Moses commands that “You shall not harm or oppress any widow or fatherless child” [Exodus 22:22, AMP]. Isaiah urges us to “Learn to do right; seek justice. Defend the oppressed. Take up the cause of the fatherless; plead the case of the widow” [Isaiah 1:17, NIV].
Solomon instructs us to “Rescue those who are being taken away to death; hold back those who are stumbling to the slaughter. If you say, ‘Behold, we did not know this,’ does not he who weighs the heart perceive it? Does not he who keeps watch over your soul know it, and will he not repay man according to his work?” [Proverbs 24:11-12, ESV].
Finally, we are given the caveat that “Pure and unblemished religion as it is expressed in outward acts in the sight of our God and Father is this: to visit and look after the fatherless and the widows in their distress, and to keep oneself uncontaminated by the secular world” [James 1:27, AMP].
But wait—there’s more! James concludes this thought with a clarion call to activism and involvement.
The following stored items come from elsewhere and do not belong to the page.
use std::sync::Arc;

use crate::api::ApiError;
use crate::services::{AuthService, CurrentUser};
use crate::session::{Route, Session};

#[derive(Debug, Clone, Copy, PartialEq, Eq)]
pub struct MenuItem {
    pub title: &'static str,
    pub route: Route,
}

pub const MENU: [MenuItem; 4] = [
    MenuItem {
        title: "Products",
        route: Route::Products,
    },
    MenuItem {
        title: "Categories",
        route: Route::Categories,
    },
    MenuItem {
        title: "Suppliers",
        route: Route::Suppliers,
    },
    MenuItem {
        title: "Orders",
        route: Route::Orders,
    },
];

/// Shell around the resource pages: menu, sidebar, current user, logout.
#[derive(Debug)]
pub struct DashboardLayout {
    auth: AuthService,
    session: Arc<Session>,
    sidebar_open: bool,
    user: Option<CurrentUser>,
}

impl DashboardLayout {
    pub fn new(auth: AuthService, session: Arc<Session>) -> Self {
        Self {
            auth,
            session,
            sidebar_open: false,
            user: None,
        }
    }

    pub fn menu_items(&self) -> &'static [MenuItem] {
        &MENU
    }

    pub fn is_active(&self, route: Route) -> bool {
        self.session.current_route() == route
    }

    pub fn sidebar_open(&self) -> bool {
        self.sidebar_open
    }

    pub fn toggle_sidebar(&mut self) {
        self.sidebar_open = !self.sidebar_open;
    }

    /// Follow a menu entry; the mobile sidebar closes behind it.
    pub fn navigate(&mut self, route: Route) -> Route {
        self.sidebar_open = false;
        self.session.guard(route)
    }

    pub async fn load_user(&mut self) -> Result<(), ApiError> {
        self.user = Some(self.auth.me().await?);
        Ok(())
    }

    pub fn user(&self) -> Option<&CurrentUser> {
        self.user.as_ref()
    }

    pub fn user_label(&self) -> &str {
        self.user.as_ref().map_or("Admin", |u| u.email.as_str())
    }

    pub fn logout(&mut self) {
        self.user = None;
        self.sidebar_open = false;
        self.session.logout();
    }
}

#[cfg(test)]
mod tests {
    use super::*;
    use crate::api::ApiClient;
    use crate::storage::MemoryStorage;

    fn layout() -> (DashboardLayout, Arc<Session>) {
        let session = Arc::new(Session::new(Arc::new(MemoryStorage::new())));
        let client = Arc::new(ApiClient::new("http://127.0.0.1:9/api", session.clone()));
        (DashboardLayout::new(AuthService::new(client), session.clone()), session)
    }

    #[test]
    fn navigation_marks_active_entry_and_closes_sidebar() {
        let (mut l, session) = layout();
        session.store_token("t").unwrap();

        l.toggle_sidebar();
        assert!(l.sidebar_open());

        assert_eq!(l.navigate(Route::Suppliers), Route::Suppliers);
        assert!(!l.sidebar_open());
        assert!(l.is_active(Route::Suppliers));
        assert!(!l.is_active(Route::Products));
    }

    #[test]
    fn logout_returns_to_login() {
        let (mut l, session) = layout();
        session.store_token("t").unwrap();
        l.navigate(Route::Orders);

        l.logout();

        assert!(!session.is_authenticated());
        assert_eq!(session.current_route(), Route::Login);
        assert_eq!(l.user_label(), "Admin");
    }

    #[test]
    fn menu_lists_every_resource_page() {
        let (l, _) = layout();
        let routes: Vec<_> = l.menu_items().iter().map(|m| m.route).collect();
        assert_eq!(routes, [Route::Products, Route::Categories, Route::Suppliers, Route::Orders]);
    }
}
He plainly and unmistakably lands the Christian imperative this way: “Therefore, to him who knows to do good and does not do it, to him it is sin” [James 4:17, NKJV]. The stifled yawns, detached passivity, indifferent attitudes, and casual complacency of many so-called believers are sadly and seriously sinful. We must no longer merely wring our hands and shake our heads, look the other way, ignore the unpleasant realities, and passively sit by and remain uninvolved.
You see, Christianity is not theoretical or ethereal. Lived out faith is simply not a passive, noncommittal spectator sport. Hebrews reminds us that “…the word of God is living and active, sharper than any two-edged sword…” [4:12, ESV]. So must we be also.
We must all get involved. We must boldly take a stand for righteousness. We must courageously join together to help those who cannot speak up for nor defend themselves. We must protect the oppressed, rescue the perishing, serve the neglected, support the downtrodden, and advocate for the powerless. We can, and must make a difference—individually and corporately.
We must love God fully and thus, our neighbors as ourselves– even, and especially our unborn, disabled, and elderly neighbors. Valuable, virtuous, and vulnerable lives depend on us all. The time for the Church to act is now!